本発明による遮光ルバーは上記実施例に限定されるものではなく、例えば庇の代わりに、外壁より突出するベランダにおいても、ベランダの外周部に沿って取付けることも可能である。
【図面の簡単な説明】
【図1】(A)(B)
本発明による遮光ルバーの夏期と冬期における作用状態を示す参考図である。
【図2】遮光ルバーの基本構造を示す斜視図である。
【図3】遮光ルバーの斜視図である。
【図4】遮光ルバーの構造例を示す斜視図である。
【図5】遮光ルバーの分解状態における斜視図である。
【図6】枠体の構成例を示す要部斜視図である。
【図7】(A)(B)
枠構成材と吊束の平面図である。
【図8】隅角材の構成例を示す平面図である。
【図9】額体の直結例を示す平面図である。
【図10】(A)(B)(C)
平板型遮光パネルの平面図と正面図、及び縦断面図である。
【図11】(A)(B)
出隅パネルの平面図と正面図である。
【図12】(A)(B)
入隅パネルの平面図と縦断面図である。
【図13】(A)(B)(C)
縦桟の平面図と遮光材の形状例を示す側面図である。
【図14】遮光桟の構成例を示す平面図である。
【図15】遮光ルバーの後部取付例を示す要部縦断面図である。
【図16】遮光ルバーの前部取付例を示す要部縦断面図である。
【図17】遮光ルバーの取付例を示す要部横断面図である。
【符号の説明】
1 枠体
2 上額体、2a,2b 角材
3 下額体、21,31 袖材、22,32 隅角材
23,33 前縁材、24 横材
4,14 取付束
5,15 吊束
61,62,63,64 遮光パネル
7,17 縦桟
8,8A,8B 遮光桟、8a 起立片、8b 頂片、8c 斜片
9,19,29 ブロック
10 枠構成材
A 直線開口部、B 隅角開口部、B1 出隅開口部、B2 入隅開口部
H 枠構成材幅、h 吊束幅、P 遮光桟の取付間隔
α 遮光桟の斜片角度、θ 太陽光の照射角度
W 窓、F 建物の外壁
G 庇、g 庇下面

Claims (4)

  1. 枠体(1)を窓(W)より側方の外壁(F)に取付ける取付束(4,14)と、取付束(4,14)の上端部より庇(G)の下面(g)に沿って取付ける上額体(2)、取付束(4,14)の下端部に上額体(2)と相対するように取付ける下額体(3)、及び上下額体(2,3)の間に取付ける吊束(5,15)より構成し、上下額体(2,3)の間に直線開口部(A)と隅角開口部(B)を設け、その直線開口部(A)に平板型遮光パネル(61)を、隅角開口部(B)に屈曲型遮光パネル(62)を取付け、窓(W)から室内に照射される太陽光を夏期には遮り、冬期には室内に取入れ得るようにした遮光ルバー。
  2. 枠体(1)を庇(G)の突出縁部に沿った形状に構成し、その左右取付束(4,14)間に、外壁(F)に固定する横材(24)を取付け、枠体(1)の隅角開口部(B)を出隅開口部(B1)に形成する一方、屈曲型遮光パネル(62)を出隅開口部(B1)に応じた出隅パネル(63)に形成する請求項1記載の遮光ルバー。

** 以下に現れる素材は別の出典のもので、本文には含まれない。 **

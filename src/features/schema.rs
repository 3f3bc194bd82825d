//! Versioned feature schemas
//!
//! A trained model and the feature engine that feeds it must agree on one
//! schema. The tag is stored with the model artifact and checked on load.

use serde::{Deserialize, Serialize};
use std::fmt;
use std::str::FromStr;

use crate::{HoopsError, Result};

pub const AVG_PTS_LAST_5: &str = "avg_pts_last_5";
pub const AVG_MIN_LAST_5: &str = "avg_min_last_5";
pub const TREND_PTS: &str = "trend_pts";
pub const MINUTES: &str = "minutes";
pub const HOME_GAME: &str = "home_game";
pub const FGA: &str = "FGA";
pub const FGM: &str = "FGM";

const CORE_FEATURES: [&str; 6] = [AVG_PTS_LAST_5, AVG_MIN_LAST_5, TREND_PTS, MINUTES, FGA, FGM];

const HOME_AWAY_FEATURES: [&str; 7] = [
    AVG_PTS_LAST_5,
    AVG_MIN_LAST_5,
    TREND_PTS,
    MINUTES,
    HOME_GAME,
    FGA,
    FGM,
];

/// Ordered feature set a model was trained on
#[derive(Debug, Clone, Copy, PartialEq, Eq, Hash, Serialize, Deserialize)]
pub enum FeatureSchema {
    /// Rolling stats plus the last game's minutes and shooting volume
    #[serde(rename = "core-v1")]
    Core,
    /// Core features with the last game's home/away flag inserted after minutes
    #[serde(rename = "home-v2")]
    HomeAway,
}

impl FeatureSchema {
    pub const ALL: [FeatureSchema; 2] = [FeatureSchema::Core, FeatureSchema::HomeAway];

    /// Stable tag stored in model metadata and config files
    pub fn tag(&self) -> &'static str {
        match self {
            FeatureSchema::Core => "core-v1",
            FeatureSchema::HomeAway => "home-v2",
        }
    }

    /// Feature names in model input order
    pub fn names(&self) -> &'static [&'static str] {
        match self {
            FeatureSchema::Core => &CORE_FEATURES,
            FeatureSchema::HomeAway => &HOME_AWAY_FEATURES,
        }
    }

    /// Number of features in this schema
    pub fn dim(&self) -> usize {
        self.names().len()
    }

    /// Whether the home/away flag is part of the vector
    pub fn requires_home_game(&self) -> bool {
        matches!(self, FeatureSchema::HomeAway)
    }

    /// Position of a named feature, if the schema contains it
    pub fn index_of(&self, name: &str) -> Option<usize> {
        self.names().iter().position(|n| *n == name)
    }

    /// Check that a model input width agrees with this schema
    pub fn check_dim(&self, dim: usize) -> Result<()> {
        if dim != self.dim() {
            return Err(HoopsError::ShapeMismatch {
                expected: self.dim(),
                actual: dim,
            });
        }
        Ok(())
    }
}

impl Default for FeatureSchema {
    fn default() -> Self {
        FeatureSchema::HomeAway
    }
}

impl fmt::Display for FeatureSchema {
    fn fmt(&self, f: &mut fmt::Formatter<'_>) -> fmt::Result {
        write!(f, "{}", self.tag())
    }
}

impl FromStr for FeatureSchema {
    type Err = HoopsError;

    fn from_str(s: &str) -> Result<Self> {
        match s.trim().to_lowercase().as_str() {
            "core-v1" | "core" | "a" => Ok(FeatureSchema::Core),
            "home-v2" | "home" | "b" => Ok(FeatureSchema::HomeAway),
            other => Err(HoopsError::Schema(format!(
                "Unknown feature schema '{}'. Use core-v1 or home-v2.",
                other
            ))),
        }
    }
}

  3. 枠体(1)の隅角開口部(B)を出隅開口部(B1)と入隅開口部(B2)に形成し、屈曲型遮光パネル(62)を出隅開口部(B1)に応じた出隅パネル(63)と、入隅開口部(B2)に応じた入隅パネル(64)に形成し、各パネル(61,62,63,64)を開口部(A,B1,B2)の束に取付ける縦桟(7,17)と、両縦桟(7,17)間に一定間隔(P)で取付ける遮光桟(8)から構成した請求項1、又は2記載の遮光ルバー。
  4. 遮光桟(8)を少なくと起立片(8a)と、その頂部より外部に向けて下降傾斜する斜片(8c)から成る略直角三角形に形成し、斜片(8c)の斜片角度(α)を、夏期と冬期の日照変化を考慮して形成する請求項1、2又は3記載の遮光ルバー。